The Virtual Office
April 04, 2019 | BY Simcha Felder
A maxim of business is that a company’s hiring and staffing policies will be what make it or break it in the long run. The right people are any company’s greatest asset. Executives and managers go to great lengths to find, hire, train, motivate and retain the best employees. The expense of a good employee is the cost of business and avoiding employee turnover is priceless.
An emerging business trend is poised to revolutionize how businesses hire and employ the right people. According to GlobalWorkplaceAnalytics.com, work-from-home, among the non-self-employed, has grown by 140% since 2005, nearly 10x faster than the rest of the workforce. In the largest year over year growth since 2008, the telecommuter population grew by 11.7%, with 4.3 million employees (3.2% of the workforce) now working from home at least half the time. Feeding or following the trend, forty percent more U.S. employers now offer flexible workplace options than they did five years ago.
Studies are showing numerous benefits to employers. A 2014 Stanford study showed that call center employees increased productivity by 13% when they worked from home. A similar study by the University of Texas found that telecommuters worked on average 5-to-7 hours longer than their in-office counterparts.
Telecommuting employees tend to be much happier than their in-office counterparts, and happy employees are more likely to stay in their position, decreasing turnover. Work quality and loyalty are positively impacted by improved work life balance. With an estimated savings between $2,000 and $7,000 a year, happier telecommuting employees are the result of less stress and more money.
Employers’ bottom lines stand to benefit as well. It is projected that companies would save approximately $11,000 annually on each employee who telecommutes. So what is the potential bottom line impact? If people with compatible work chose to work from home just half the time the savings to businesses nationally would total over $700 Billion a year.

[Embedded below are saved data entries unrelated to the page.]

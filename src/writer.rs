//! Publishing side.
//!
//! A [`Writer`] publishes the messages queued on its [`SendPort`] to one
//! exchange, in the order they were queued.
//!
//! The port is bounded (`BrokerConfig::send_capacity`): `send` suspends the
//! caller while it is full. During an outage the publish task waits for the
//! supervisor to reconnect and queued messages stay in the port. The only
//! message that can be lost is the one being published at the moment the
//! session fails; it is dropped, not retried.

use std::sync::{Arc, Mutex, MutexGuard};

use bytes::Bytes;
use tokio::sync::{mpsc, watch};
use tokio::task::JoinHandle;

use crate::supervisor::Lease;
use crate::{
    // ---
    log_debug,
    log_error,
    log_info,
    log_warn,
    BrokerConfig,
    ConnectorPtr,
    ExchangeAdmin,
    ExchangeSpec,
    Result,
    Supervisor,
    SupervisorState,
    WarrenError,
};

/// One message waiting in a writer's port.
#[derive(Debug, Clone, PartialEq, Eq)]
pub struct OutboundMessage {
    pub payload: Bytes,

    /// Overrides the writer's routing key when set.
    pub routing_key: Option<String>,
}

/// Producer handle for a [`Writer`].
///
/// Cheap to clone. All clones feed the same FIFO port.
#[derive(Clone)]
pub struct SendPort {
    tx: mpsc::Sender<OutboundMessage>,
    closed: watch::Receiver<bool>,
    supervisor: Supervisor,
}

impl SendPort {
    /// Queue `payload` for publishing under the writer's routing key.
    ///
    /// Suspends while the port is full. Fails with `Closed` once the writer
    /// has been closed, or with `Terminated` if the session was given up.
    pub async fn send(&self, payload: impl Into<Bytes>) -> Result<()> {
        self.enqueue(OutboundMessage {
            payload: payload.into(),
            routing_key: None,
        })
        .await
    }

    /// Queue `payload` for publishing under `routing_key`.
    pub async fn send_to(&self, routing_key: impl Into<String>, payload: impl Into<Bytes>) -> Result<()> {
        self.enqueue(OutboundMessage {
            payload: payload.into(),
            routing_key: Some(routing_key.into()),
        })
        .await
    }

    async fn enqueue(&self, msg: OutboundMessage) -> Result<()> {
        // ---
        if *self.closed.borrow() || self.supervisor.state() == SupervisorState::Closed {
            return Err(self.closed_error());
        }

        let mut closed = self.closed.clone();
        tokio::select! {
            sent = self.tx.send(msg) => sent.map_err(|_| self.closed_error()),
            _ = closed.wait_for(|c| *c) => Err(self.closed_error()),
        }
    }

    fn closed_error(&self) -> WarrenError {
        self.supervisor.closed_error()
    }
}

/// Publishes to one exchange.
pub struct Writer {
    exchange: ExchangeSpec,
    routing_key: String,
    admin: ExchangeAdmin,
    lease: Lease,
    port: SendPort,
    closed_tx: Arc<watch::Sender<bool>>,
    outbox: Mutex<Option<mpsc::Receiver<OutboundMessage>>>,
    task: Mutex<Option<JoinHandle<()>>>,
}

/// Acquire mutex guard, ignoring poisoning
fn lock_ignore_poison<T>(m: &Mutex<T>) -> MutexGuard<'_, T> {
    match m.lock() {
        Ok(guard) => guard,
        Err(poisoned) => poisoned.into_inner(),
    }
}

impl Writer {
    /// Connect to an AMQP broker and declare the writer's exchange.
    #[cfg(feature = "transport_lapin")]
    pub async fn connect(
        config: BrokerConfig,
        exchange_name: &str,
        spec: &str,
        routing_key: impl Into<String>,
    ) -> Result<(Self, SendPort)> {
        let connector: ConnectorPtr = Arc::new(crate::LapinConnector::new());
        Self::with_connector(connector, config, exchange_name, spec, routing_key).await
    }

    /// Like [`connect`](Self::connect) but through any [`Connector`](crate::Connector).
    ///
    /// The writer owns the supervisor it creates; closing the writer closes it.
    pub async fn with_connector(
        connector: ConnectorPtr,
        config: BrokerConfig,
        exchange_name: &str,
        spec: &str,
        routing_key: impl Into<String>,
    ) -> Result<(Self, SendPort)> {
        // ---
        let exchange = ExchangeSpec::parse(exchange_name, spec)?;
        let supervisor = Supervisor::establish(connector, config)
            .await
            .map_err(WarrenError::construction)?;

        match Self::from_spec(&supervisor, exchange, routing_key.into()).await {
            Ok(writer) => Ok(writer),
            Err(e) => {
                supervisor.close().await;
                Err(e)
            }
        }
    }

    /// Declare `exchange_name` with `spec` on a shared supervisor.
    ///
    /// Fails with `Construction` if the declaration is rejected, e.g. because
    /// the exchange exists with a different kind or flags.
    pub async fn new(
        supervisor: &Supervisor,
        exchange_name: &str,
        spec: &str,
        routing_key: impl Into<String>,
    ) -> Result<(Self, SendPort)> {
        let exchange = ExchangeSpec::parse(exchange_name, spec)?;
        Self::from_spec(supervisor, exchange, routing_key.into()).await
    }

    async fn from_spec(
        supervisor: &Supervisor,
        exchange: ExchangeSpec,
        routing_key: String,
    ) -> Result<(Self, SendPort)> {
        // ---
        let admin = ExchangeAdmin::new(supervisor.clone());
        admin
            .declare(&exchange)
            .await
            .map_err(WarrenError::construction)?;

        let (tx, rx) = mpsc::channel(supervisor.config().send_capacity);
        let (closed_tx, closed_rx) = watch::channel(false);

        let port = SendPort {
            tx,
            closed: closed_rx,
            supervisor: supervisor.clone(),
        };

        log_debug!("writer ready on exchange {}", exchange.name);

        let writer = Self {
            exchange,
            routing_key,
            admin,
            lease: supervisor.lease(),
            port: port.clone(),
            closed_tx: Arc::new(closed_tx),
            outbox: Mutex::new(Some(rx)),
            task: Mutex::new(None),
        };

        Ok((writer, port))
    }

    /// Start publishing with the routing key given at construction.
    pub fn start(&self) -> Result<()> {
        self.start_writer(self.routing_key.clone())
    }

    /// Start the publish task, draining the port in FIFO order.
    ///
    /// Messages sent without an explicit key are published under
    /// `routing_key`. Fails with `AlreadyStarted` on a second call.
    pub fn start_writer(&self, routing_key: impl Into<String>) -> Result<()> {
        // ---
        if *self.closed_tx.borrow() {
            return Err(WarrenError::Closed);
        }

        let outbox = lock_ignore_poison(&self.outbox)
            .take()
            .ok_or(WarrenError::AlreadyStarted)?;

        let task = PublishTask {
            supervisor: self.lease.supervisor().clone(),
            exchange: self.exchange.name.clone(),
            routing_key: routing_key.into(),
            outbox,
            closed_tx: Arc::clone(&self.closed_tx),
        };

        log_info!(
            "writer started on exchange {} (key {:?})",
            task.exchange,
            task.routing_key
        );

        *lock_ignore_poison(&self.task) = Some(tokio::spawn(task.run()));
        Ok(())
    }

    /// Another producer handle for this writer.
    pub fn port(&self) -> SendPort {
        self.port.clone()
    }

    pub fn exchange(&self) -> &ExchangeSpec {
        &self.exchange
    }

    pub fn routing_key(&self) -> &str {
        &self.routing_key
    }

    pub fn is_closed(&self) -> bool {
        *self.closed_tx.borrow()
    }

    /// Delete the writer's exchange; see [`ExchangeAdmin::delete`].
    pub async fn delete(&self, if_unused: bool) -> Result<()> {
        self.admin.delete(&self.exchange.name, if_unused).await
    }

    /// Stop publishing and release the supervisor lease.
    ///
    /// Callers suspended in `send` are woken with `Closed`. Messages still
    /// queued in the port are discarded. Idempotent.
    pub async fn close(&self) {
        // ---
        if self.closed_tx.send_replace(true) {
            return;
        }

        let task = lock_ignore_poison(&self.task).take();
        if let Some(task) = task {
            let _ = task.await;
        }

        log_debug!("writer on exchange {} closed", self.exchange.name);
        self.lease.release().await;
    }
}

struct PublishTask {
    supervisor: Supervisor,
    exchange: String,
    routing_key: String,
    outbox: mpsc::Receiver<OutboundMessage>,
    closed_tx: Arc<watch::Sender<bool>>,
}

impl PublishTask {
    async fn run(mut self) {
        // ---
        let mut closed = self.closed_tx.subscribe();

        loop {
            let msg = tokio::select! {
                msg = self.outbox.recv() => match msg {
                    Some(msg) => msg,
                    None => break,
                },
                _ = closed.wait_for(|c| *c) => break,
            };

            let connected = tokio::select! {
                connected = self.supervisor.wait_connected() => connected,
                _ = closed.wait_for(|c| *c) => break,
            };

            let (session, epoch) = match connected {
                Ok(connected) => connected,
                Err(_e) => {
                    log_warn!("writer on {} stopping: {_e}", self.exchange);
                    break;
                }
            };

            let key = msg.routing_key.as_deref().unwrap_or(&self.routing_key);
            match session.publish(&self.exchange, key, msg.payload).await {
                Ok(()) => {}
                Err(e) if e.is_transient() => {
                    log_warn!("dropped message in flight to {}: {e}", self.exchange);
                    self.supervisor.on_failure(epoch, &e);
                }
                Err(_e) => {
                    log_error!("publish to {} failed: {_e}", self.exchange);
                }
            }
        }

        // Wake producers blocked on a full port.
        self.closed_tx.send_replace(true);
    }
}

The policy isn’t without its potential pitfalls, and companies considering it should prepare appropriately. Direct oversight needs to be replaced with clear guidelines, performance benchmarks and strong communication tools to keep telework employees connected to supervisors, team members and clients. Remote access also means security concerns have to be assessed and addressed.
Private sector companies aren’t the only ones supporting telework. The State of Tennessee has instituted a telecommuting program. Governing Magazine reports that productivity is up 80% and the state has saved $6.5 million this year alone with an expected $40-60 million in profits next year from the related sale of real estate. Folks, if it’s possible in government, it’s possible anywhere!